Over 100 students and professionals from a range of disciplines – social work, law, public health, international relations, and more – gathered to learn about Armed Conflict and Forced Migration.

The day started out with an introductory speech by Jeanette Takamura, Dean of the Columbia University School of Social Work (CUSSW). She highlighted some of the push and pull factors affecting the resettlement process for displaced people, and elucidated the important role that social workers have to play in the international arena.

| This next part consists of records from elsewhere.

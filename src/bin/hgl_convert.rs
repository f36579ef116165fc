//! CLI for building and checking HairGL hair assets
//!
//! Usage:
//!   hgl_convert convert <input> <hgl_output> <obj_output> [options]
//!   hgl_convert inspect <hgl_file> [options]
//!
//! Examples:
//!   hgl_convert convert hair10.obj hair.hgl hair_guides.obj --guides 50 -n 20
//!   hgl_convert convert hair10.obj hair.hgl hair_guides.obj -n 16 --allow-uneven-step
//!   hgl_convert inspect hair.hgl --json

use std::path::PathBuf;

use anyhow::{Context, Result};
use clap::{Args, Parser, Subcommand};
use serde::Serialize;
use tracing_subscriber::EnvFilter;

use hairgl_asset::hair::Bounds;
use hairgl_asset::{convert, read_hgl_file, ByteOrder, ConvertConfig};

#[derive(Parser, Debug)]
#[command(name = "hgl_convert")]
#[command(author, version, about = "Convert hair strand meshes into HairGL assets", long_about = None)]
struct Cli {
    /// Log more (-v debug, -vv per-vertex trace)
    #[arg(short, long, action = clap::ArgAction::Count, global = true)]
    verbose: u8,

    /// Only log warnings and errors
    #[arg(short, long, global = true)]
    quiet: bool,

    #[command(subcommand)]
    command: Commands,
}

#[derive(Subcommand, Debug)]
enum Commands {
    /// Convert a strand file into a .hgl asset plus an OBJ mirror
    Convert(ConvertArgs),
    /// Print the header and bounds of a .hgl asset
    Inspect(InspectArgs),
}

#[derive(Args, Debug)]
struct ConvertArgs {
    /// Exported strand file
    input: PathBuf,

    /// Binary asset to write
    hgl_output: PathBuf,

    /// OBJ mirror to write
    obj_output: PathBuf,

    /// Number of guide strands to keep
    #[arg(short, long)]
    guides: Option<usize>,

    /// Vertices kept per guide strand
    #[arg(short = 'n', long)]
    vertices_per_strand: Option<usize>,

    /// JSON file with conversion settings; flags override it
    #[arg(short, long)]
    config: Option<PathBuf>,

    /// Byte order of the binary asset (native, little, big)
    #[arg(long)]
    byte_order: Option<ByteOrder>,

    /// Allow a vertex count that does not divide the strand length
    #[arg(long)]
    allow_uneven_step: bool,

    /// Print the report as JSON
    #[arg(long)]
    json: bool,
}

#[derive(Args, Debug)]
struct InspectArgs {
    /// Asset to read
    input: PathBuf,

    /// Byte order the asset was written with
    #[arg(long, default_value = "native")]
    byte_order: ByteOrder,

    /// Print the summary as JSON
    #[arg(long)]
    json: bool,
}

#[derive(Serialize)]
#[serde(rename_all = "camelCase")]
struct InspectSummary {
    guides_count: usize,
    segments_count: usize,
    triangles_count: usize,
    vertex_count: usize,
    bounds: Option<Bounds>,
}

fn main() -> Result<()> {
    let cli = Cli::parse();
    init_tracing(cli.verbose, cli.quiet);

    match cli.command {
        Commands::Convert(args) => run_convert(args),
        Commands::Inspect(args) => run_inspect(args),
    }
}

fn init_tracing(verbose: u8, quiet: bool) {
    let level = match (quiet, verbose) {
        (true, _) => "warn",
        (false, 0) => "info",
        (false, 1) => "debug",
        _ => "trace",
    };
    let filter = EnvFilter::try_from_default_env().unwrap_or_else(|_| EnvFilter::new(level));
    tracing_subscriber::fmt()
        .with_env_filter(filter)
        .with_writer(std::io::stderr)
        .init();
}

fn build_config(args: &ConvertArgs) -> Result<ConvertConfig> {
    let mut config = match &args.config {
        Some(path) => ConvertConfig::from_json_file(path)
            .with_context(|| format!("Failed to load config {}", path.display()))?,
        None => ConvertConfig::default(),
    };
    if let Some(guides) = args.guides {
        config.guides_count = guides;
    }
    if let Some(per_strand) = args.vertices_per_strand {
        config.vertices_per_strand = per_strand;
    }
    if let Some(order) = args.byte_order {
        config.byte_order = order;
    }
    if args.allow_uneven_step {
        config.allow_uneven_step = true;
    }
    Ok(config)
}

fn run_convert(args: ConvertArgs) -> Result<()> {
    let config = build_config(&args)?;
    let report = convert(&config, &args.input, &args.hgl_output, &args.obj_output)
        .with_context(|| format!("Failed to convert {}", args.input.display()))?;

    if args.json {
        println!("{}", serde_json::to_string_pretty(&report)?);
    } else {
        println!("Wrote {}", args.hgl_output.display());
        println!("Wrote {}", args.obj_output.display());
        println!("  guides:    {}", report.guides_count);
        println!("  segments:  {}", report.segments_count);
        println!("  triangles: {}", report.triangles_count);
        println!("  vertices:  {} (every {} lines)", report.vertex_count, report.step_size);
    }
    Ok(())
}

fn run_inspect(args: InspectArgs) -> Result<()> {
    let asset = read_hgl_file(&args.input, args.byte_order)
        .with_context(|| format!("Failed to read {}", args.input.display()))?;

    let summary = InspectSummary {
        guides_count: asset.guides_count(),
        segments_count: asset.segments_count(),
        triangles_count: asset.triangles_count(),
        vertex_count: asset.vertices.len(),
        bounds: asset.bounds(),
    };

    if args.json {
        println!("{}", serde_json::to_string_pretty(&summary)?);
        return Ok(());
    }

    println!("{}", args.input.display());
    println!("  guides:    {}", summary.guides_count);
    println!("  segments:  {}", summary.segments_count);
    println!("  triangles: {}", summary.triangles_count);
    println!("  vertices:  {}", summary.vertex_count);
    if let Some(b) = summary.bounds {
        println!(
            "  bounds:    [{}, {}, {}] - [{}, {}, {}]",
            b.min[0], b.min[1], b.min[2], b.max[0], b.max[1], b.max[2]
        );
    }
    Ok(())
}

Following that, Eyyub Hajiyev, Ia Svintradze, Darya Bournasheva, and Malika Mirkhanova – Social Work students from Azerbaijan, Georgia, Tajikistan, and Uzbekistan, respectively – discussed policies, programs, practice, and personal experience with either Refugee or Internally Displaced Persons forced by armed conflicts to migrate. The panel was moderated by the Deputy Director of the Open Society Institute, and unabashedly examined the problems faced by many different groups, including refugees from Afghanistan in Tajikistan, Meshketian Turks resettling in the USA, IDPs in Azerbaijan, and Chechnyan refugees resettling in Georgia.

Then Dr. Dirk Salomons, Director of the Humanitarian Affairs Program at the School of International and Public Affairs (SIPA) at Columbia University, was introduced by Dr. Cheryl Franks of CUSSW. Dr. Salomons provided a clear and functional overview of situations of armed conflict, discussing how to analyze all the different actors involved, what roles they usually play, and what roles they should play. He used a special matrix that he designed and handed out to the audience, and talked about everyone from rebel fighting groups to United Nations agencies to social workers. He also presented the idea that displaced people have amazing resilience and a wealth of resources and potential, and that by using a strengths-based perspective we can truly work with them towards positive resettlement.

Following lunch, the audience returned to hear an incredibly poignant and powerful reading by Ka
o Kalia Yang from her book about some of the profound physical, emotional, and psychological hardships of her Hmong family's journey as refugees through Laos, Thailand, and eventually to the USA.

The afternoon panel encapsulated perspectives on displacement and resettlement. Dr. Neil Boothby, Director of the Program on Forced Migration and Health at the School of Public Health, told of public health perspectives on humanitarian disasters in refugee camps in Africa, and of some of the macro changes in policies regarding refugees and IDPs following the end of the Cold War. He also highlighted some of the issues surrounding the forced repatriation of Rwandan refugees from the Congo and Uganda, a mere two years after the genocide of 1994.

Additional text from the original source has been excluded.